# Christmas pics of the kids



## steffiez (Nov 24, 2009)

​
The baby dumbos are still young so they weren't so appreciative of the santa hats. But next year I will take Christmas pictures of them!! >:]


----------



## Alexc844 (Sep 8, 2008)

LOL, CUTE!!!! The little hats are becoming so trendy... my kid-rats are out of the loop  lol


----------



## AMJ087 (Aug 27, 2008)

Are they on your x-mas cards too lol? Thats cute


----------



## ShadowPhoenix (May 27, 2009)

Aww hehe 
I wish I could get my rats to sit still for long enough for me to take photos like this =P


----------



## ratastic (Jul 1, 2007)

Adorable!! Is the 3rd ratty having sinus problems?


----------



## steffiez (Nov 24, 2009)

Ratastic said:


> Adorable!! Is the 3rd ratty having sinus problems?

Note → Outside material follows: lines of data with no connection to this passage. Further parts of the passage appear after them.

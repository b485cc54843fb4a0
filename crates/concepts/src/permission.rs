use std::sync::Arc;

use doc_store::{Doc, DocId, DocStore, Filter, FindOptions, InMemoryDocStore};
use serde::{Deserialize, Serialize};
use tracing::debug;

use crate::error::ConceptError;

#[derive(Clone, Debug, Serialize, Deserialize)]
pub struct PermissionDoc {
    pub user: DocId,
    pub resource: DocId,
}

/// Grant relation between users and resources: a set of
/// (user, resource) pairs, each with a stable identity.
pub struct PermissionConcept {
    store: Arc<dyn DocStore<PermissionDoc>>,
}

impl PermissionConcept {
    pub fn new(store: Arc<dyn DocStore<PermissionDoc>>) -> Self {
        Self { store }
    }

    pub fn in_memory() -> Self {
        Self::new(InMemoryDocStore::shared("perms"))
    }

    fn pair(user: DocId, resource: DocId) -> Filter {
        Filter::all().eq("user", user).eq("resource", resource)
    }

    /// Grants `user` access to `resource`. Uniqueness of the pair is
    /// enforced with a single conditional insert, so concurrent callers
    /// cannot both create the grant.
    pub fn grant_permission(
        &self,
        user: DocId,
        resource: DocId,
    ) -> Result<Doc<PermissionDoc>, ConceptError> {
        let created = self
            .store
            .create_if_absent(&Self::pair(user, resource), PermissionDoc { user, resource })?;
        let Some(id) = created else {
            return Err(ConceptError::already_granted(user, resource));
        };
        debug!(%user, %resource, "permission granted");
        let doc = self
            .store
            .read_one(&Filter::by_id(id), FindOptions::default())?
            .ok_or_else(|| ConceptError::NotFound(format!("permission {id} does not exist")))?;
        Ok(doc)
    }

    pub fn get_perms(&self, filter: &Filter) -> Result<Vec<Doc<PermissionDoc>>, ConceptError> {
        Ok(self.store.read_many(filter, FindOptions::default())?.collect())
    }

    pub fn get_by_user(&self, user: DocId) -> Result<Vec<Doc<PermissionDoc>>, ConceptError> {
        self.get_perms(&Filter::all().eq("user", user))
    }

    pub fn get_by_resource(&self, resource: DocId) -> Result<Vec<Doc<PermissionDoc>>, ConceptError> {
        self.get_perms(&Filter::all().eq("resource", resource))
    }

    pub fn get_specific(
        &self,
        user: DocId,
        resource: DocId,
    ) -> Result<Option<Doc<PermissionDoc>>, ConceptError> {
        Ok(self
            .store
            .read_one(&Self::pair(user, resource), FindOptions::default())?)
    }

    /// Revokes by grant identity; revoking an unknown grant is a no-op.
    pub fn remove_permission(&self, id: DocId) -> Result<(), ConceptError> {
        self.store.delete_one(&Filter::by_id(id))?;
        Ok(())
    }

    /// Revokes by exact pair; absent pairs are a no-op.
    pub fn revoke_specific(&self, user: DocId, resource: DocId) -> Result<(), ConceptError> {
        self.store.delete_one(&Self::pair(user, resource))?;
        Ok(())
    }
}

No, it's just porphyrin, she gets it around her eyes too. She's just always been the stressed one. :/ I've read that the blue ones get stressed easier than the others.


----------



## thyme (May 25, 2009)

Adorable pictures, I love the fourth one.
Is that true about blues? If so, it could explain a lot...


----------



## steffiez (Nov 24, 2009)

AMJ087 said:


> Are they on your x-mas cards too lol? Thats cute


But yes!! They are going on my Christmas cards  i'm excited to make them.


----------



## steffiez (Nov 24, 2009)

Thyme said:


> Adorable pictures, I love the fourth one.
> Is that true about blues? If so, it could explain a lot...


Yeah, i'm pretty sure. I've seen it on a few websites multiple times. But i'm not positive. I dunno, look it up.


----------



## Ember (Apr 19, 2009)

Nice hats. ;D And they're all lovely.
The second to last one (black) is extra cute :-X


----------



## steffiez (Nov 24, 2009)

Thanks guys!
This is what the covor of my Christmas cards are going to look like-










;D


----------



## Carina (Jul 28, 2009)

That's awesome! I love it!


----------



## steffiez (Nov 24, 2009)

Thanks


----------



## Alexc844 (Sep 8, 2008)

aww, if everyone didn't think my hairless rats were ugly I would to the same thing... lol


----------



## steffiez (Nov 24, 2009)

I just think hairless rats are so adorable!
My brothers... and pretty much every other guy on this earth, think they're weirdly gross or something haha.


----------



## CSTR (Aug 13, 2009)

That is just TOO cute!


----------